If you saw me at a farmers’ market, you’d think I was in the grip of Homer Simpson’s “tomacco,” the addictive tomato-tobacco hybrid he grew accidentally. But I am under the power of something, and it’s more powerful than nicotine, or even an heirloom at its best, which is pretty seductive. Hype — that’s what’s got me by the wallet.

Where’s it coming from? I’d like to blame Big Tomato, but although it is true that large commercial growers have invaded the heirloom market, I’m getting mine from independent, earnest farmers, the sort who would play Drew Barrymore’s love interest in a rom-com. And Small Tomato is certainly not the enemy.

Here’s one villain: nostalgia. The “heirloom” in heirloom tomatoes signifies an old variety that was passed down from generation to generation. Heirlooms predate the intensive commercial farming that started in this country after World War II.

Although it’s hard to remember a time before heirlooms (or cappuccino, but that’s another story), in 1998, when the annual Massachusetts Tomato Contest added an heirloom category, many people had never even heard of them, says David Webber, the Massachusetts Department of Agricultural Resources’ program coordinator.

And now? People are trying to relive their childhoods through produce, says James Harvey, of Harvey’s Farm & Garden Center, in Westborough. “There was probably that wonderful tomato they had right out of their grandparents’ garden,” the fifth-generation farmer says, “and now they’re trying to get that in the market.”

Alas, like relatives, not all tomatoes are the kind you really want around. “Some [heirlooms] are fantastic, and some are horrible” Harvey says. “There’s a reason they were left behind.”

That’s also the opinion of tomato researcher Harry Klee, a professor at the University of Florida in Gainesville. In clinical taste tests he conducted, some supermarket-purchased tomatoes, particularly cherry tomatoes, did better than some heirlooms. “I always tell people just because it’s labeled heirloom doesn’t mean it’s good.”

In case you live in an heirloom-free zone, let’s just say that some are absolutely gorgeous shades of yellow and red, and have the decency to be what we consider “tomato” shaped, while others are a red that seems more suited to wine than fruit, or they’re green, and striped, or shaped like a hot pepper, or a beefsteak that’s let itself go.

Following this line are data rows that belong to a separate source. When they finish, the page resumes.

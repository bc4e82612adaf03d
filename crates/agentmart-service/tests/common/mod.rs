//! Shared fixtures for service tests.

#![allow(dead_code)]

use std::sync::Arc;

use uuid::Uuid;

use agentmart_database::store::{ListingStore, MemoryListingStore};
use agentmart_entity::listing::{Listing, ListingContent, PricingModel};
use agentmart_service::ReviewWorkflow;

/// A workflow over a fresh in-memory store, plus a handle on the store.
pub fn setup() -> (ReviewWorkflow, MemoryListingStore) {
    let store = MemoryListingStore::new();
    let shared: Arc<dyn ListingStore> = Arc::new(store.clone());
    (ReviewWorkflow::without_notifications(shared), store)
}

pub fn content(title: &str) -> ListingContent {
    ListingContent {
        title: title.to_string(),
        description: "Summarizes support tickets".to_string(),
        category: Some("support".to_string()),
        tags: vec!["nlp".to_string(), "tickets".to_string()],
        price_cents: 2500,
        currency: "USD".to_string(),
        pricing_model: PricingModel::Subscription,
        workflow: serde_json::json!({ "steps": ["fetch", "summarize"] }),
    }
}

/// Scenario A: a freshly approved original listing.
pub async fn approved_listing(wf: &ReviewWorkflow, owner: Uuid, title: &str) -> Listing {
    let listing = wf.create_draft(owner, content(title)).await.unwrap();
    wf.submit_for_review(listing.id, owner).await.unwrap();
    wf.approve(listing.id, Uuid::new_v4()).await.unwrap()
}

/// Scenario B then submit: a live parent with its update under review.
pub async fn update_under_review(
    wf: &ReviewWorkflow,
    owner: Uuid,
    title: &str,
) -> (Listing, Listing) {
    let parent = approved_listing(wf, owner, title).await;
    let child = wf.request_update(parent.id, owner).await.unwrap();
    let child = wf.submit_for_review(child.id, owner).await.unwrap();
    (parent, child)
}

pub async fn reload(store: &MemoryListingStore, id: Uuid) -> Listing {
    store.find_by_id(id).await.unwrap().unwrap()
}

/// Every listing marked latest within the lineage rooted at `root_id`.
pub async fn latest_in_lineage(store: &MemoryListingStore, root_id: Uuid) -> Vec<Listing> {
    let mut latest = Vec::new();
    let mut frontier = vec![root_id];
    while let Some(id) = frontier.pop() {
        let listing = reload(store, id).await;
        if listing.is_latest_version {
            latest.push(listing);
        }
        for child in store.find_children(id).await.unwrap() {
            frontier.push(child.id);
        }
    }
    latest
}
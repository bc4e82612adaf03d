//! Consistency scan and repair commands.
//!
//! Repairs rewrite listing flags outside the review workflow; run them while
//! the marketplace is quiet.

use std::sync::Arc;

use clap::{Args, Subcommand};
use serde::Serialize;
use tabled::Tabled;

use agentmart_auth::RbacEnforcer;
use agentmart_core::config::AppConfig;
use agentmart_core::error::AppError;
use agentmart_entity::user::UserRole;
use agentmart_service::{
    AuditNotifier, ConsistencyIssue, ConsistencyService, NotifierSet, RequestContext,
    TracingNotifier,
};

use crate::output::{self, OutputFormat};

/// Arguments for repair commands
#[derive(Debug, Args)]
pub struct RepairArgs {
    /// Repair subcommand
    #[command(subcommand)]
    pub command: RepairCommand,
}

/// Repair subcommands
#[derive(Debug, Subcommand)]
pub enum RepairCommand {
    /// Report inconsistencies without changing anything
    Scan,
    /// Correct every repairable inconsistency
    Fix {
        /// Skip confirmation prompt
        #[arg(long)]
        yes: bool,
    },
}

/// Issue display row
#[derive(Debug, Serialize, Tabled)]
struct IssueRow {
    /// Issue
    issue: String,
    /// Listing
    listing_id: String,
    /// Repairable
    repairable: bool,
    /// Detail
    detail: String,
}

impl From<&ConsistencyIssue> for IssueRow {
    fn from(i: &ConsistencyIssue) -> Self {
        Self {
            issue: i.kind.code().to_string(),
            listing_id: i.listing_id.to_string(),
            repairable: i.kind.corrected_flag().is_some(),
            detail: i.detail.clone(),
        }
    }
}

/// Execute repair commands
pub async fn execute(
    args: &RepairArgs,
    config: &AppConfig,
    format: OutputFormat,
) -> Result<(), AppError> {
    let pool = super::create_db_pool(config).await?;
    let notifier = NotifierSet::new()
        .with(Arc::new(TracingNotifier))
        .with(Arc::new(AuditNotifier::new(pool.audit_repository())));
    let service = ConsistencyService::new(
        Arc::new(pool.listing_store()),
        Arc::new(notifier),
        Arc::new(RbacEnforcer::new()),
    );
    let ctx = RequestContext::system(UserRole::Admin);

    let report = service.scan(&ctx).await?;
    if let RepairCommand::Scan = args.command {
        print_issues(&report.issues, format);
        if format == OutputFormat::Table {
            println!("{} listings scanned, {} issues", report.scanned, report.issues.len());
        }
        pool.close().await;
        return Ok(());
    }

    if report.is_clean() {
        output::print_success("No inconsistencies found.");
        pool.close().await;
        return Ok(());
    }

    let repairable = report.repairable().count();
    print_issues(&report.issues, format);

    if let RepairCommand::Fix { yes: false } = args.command {
        let confirm = dialoguer::Confirm::new()
            .with_prompt(format!("Repair {repairable} listing flag(s)?"))
            .default(false)
            .interact()
            .map_err(|e| AppError::internal(format!("Input error: {e}")))?;

        if !confirm {
            println!("Cancelled.");
            pool.close().await;
            return Ok(());
        }
    }

    let summary = service.repair(&ctx).await?;
    match format {
        OutputFormat::Json => output::print_json(&summary),
        OutputFormat::Table => {
            output::print_success(&format!("{} flag(s) repaired.", summary.repaired.len()));
            if !summary.skipped.is_empty() {
                output::print_warning(&format!(
                    "{} finding(s) no longer applied and were skipped.",
                    summary.skipped.len()
                ));
            }
            let manual = summary
                .report
                .issues
                .iter()
                .filter(|i| i.kind.corrected_flag().is_none())
                .count();
            if manual > 0 {
                output::print_warning(&format!("{manual} finding(s) need manual attention."));
            }
        }
    }

    pool.close().await;
    Ok(())
}

fn print_issues(issues: &[ConsistencyIssue], format: OutputFormat) {
    let rows: Vec<IssueRow> = issues.iter().map(IssueRow::from).collect();
    output::print_list(&rows, format);
}
//! The four-stage drafting pipeline.
//!
//! Each stage reads persisted case state, makes at most one generation call,
//! and writes its artifact back to the case:
//!
//! 1. **Extraction** — structured facts from the uploaded documents.
//! 2. **Policy matching** — semantic retrieval of relevant policy excerpts.
//! 3. **Denial analysis** — a missing-documentation checklist.
//! 4. **Draft generation** — a citation-carrying appeal letter.
//!
//! Stages gate on the case having reached the prior stage's status. Malformed
//! model output never fails a stage: the raw response is folded into a
//! degraded artifact and the pipeline stays live. Only precondition violations
//! and provider/storage faults are surfaced as errors.

use serde_json::{json, Value};
use sqlx::SqlitePool;
use thiserror::Error;
use tracing::{info, warn};

use crate::chunk::truncate_chars;
use crate::embedding::EmbeddingProvider;
use crate::llm::GenerationProvider;
use crate::models::{Case, CaseStatus, DocumentKind};
use crate::{search, store};

/// Pipeline failure taxonomy. Anything not covered here (unparseable model
/// output, empty retrieval results) is not an error.
#[derive(Error, Debug)]
pub enum PipelineError {
    /// No case with the given id.
    #[error("Case not found: {0}")]
    CaseNotFound(String),

    /// The case is not ready for the requested stage.
    #[error("{0}")]
    Precondition(String),

    /// The generation or embedding provider call failed.
    #[error("Provider error: {0:#}")]
    Provider(anyhow::Error),

    /// A database read or write failed.
    #[error("Storage error: {0:#}")]
    Storage(anyhow::Error),
}

// ============ JSON recovery ============

/// Extract the first balanced bracketed span from `raw`, where `open`/`close`
/// are `{`/`}` or `[`/`]`. Scans with a depth counter from the first opening
/// bracket to its matching close, ignoring brackets inside JSON strings.
/// Returns `None` if no opening bracket exists or the span never balances.
fn balanced_span(raw: &str, open: char, close: char) -> Option<&str> {
    let start = raw.find(open)?;
    let mut depth = 0usize;
    let mut in_string = false;
    let mut escaped = false;

    for (i, ch) in raw[start..].char_indices() {
        if escaped {
            escaped = false;
            continue;
        }
        match ch {
            '\\' if in_string => escaped = true,
            '"' => in_string = !in_string,
            c if c == open && !in_string => depth += 1,
            c if c == close && !in_string => {
                depth -= 1;
                if depth == 0 {
                    return Some(&raw[start..start + i + ch.len_utf8()]);
                }
            }
            _ => {}
        }
    }
    None
}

It’s hard to point to Heirloom Zero — the Brandywine or Striped German that kicked off the revival. Unlike Madison, which came out of nowhere to top the baby-name charts after Daryl Hannah’s mermaid character chose it as her name in the 1984 hit film “Splash,” there’s no celebrity heirloom moment. Justin Bieber hasn’t tweeted about a must-try Banana Legs or Mortgage Lifter. None of the Kardashians have released an heirloom tomato scent (as of press time).

Needless to say, heirlooms have been romanticized in The New Yorker, in a piece last fall by Paul Theroux, and in memoir. In 2008, self-described “accidental tomato farmer” Tim Stark wrote “Heirloom,” and such is the state of the nation’s love affair that there’s now a slot for a “celebrity tomato man.” That’s how New York magazine described Stark when he helped judge a 2010 heirloom contest. (The most expensive variety, All-Natural Eli’s Heirloom, at $7.99 a pound, came in last.)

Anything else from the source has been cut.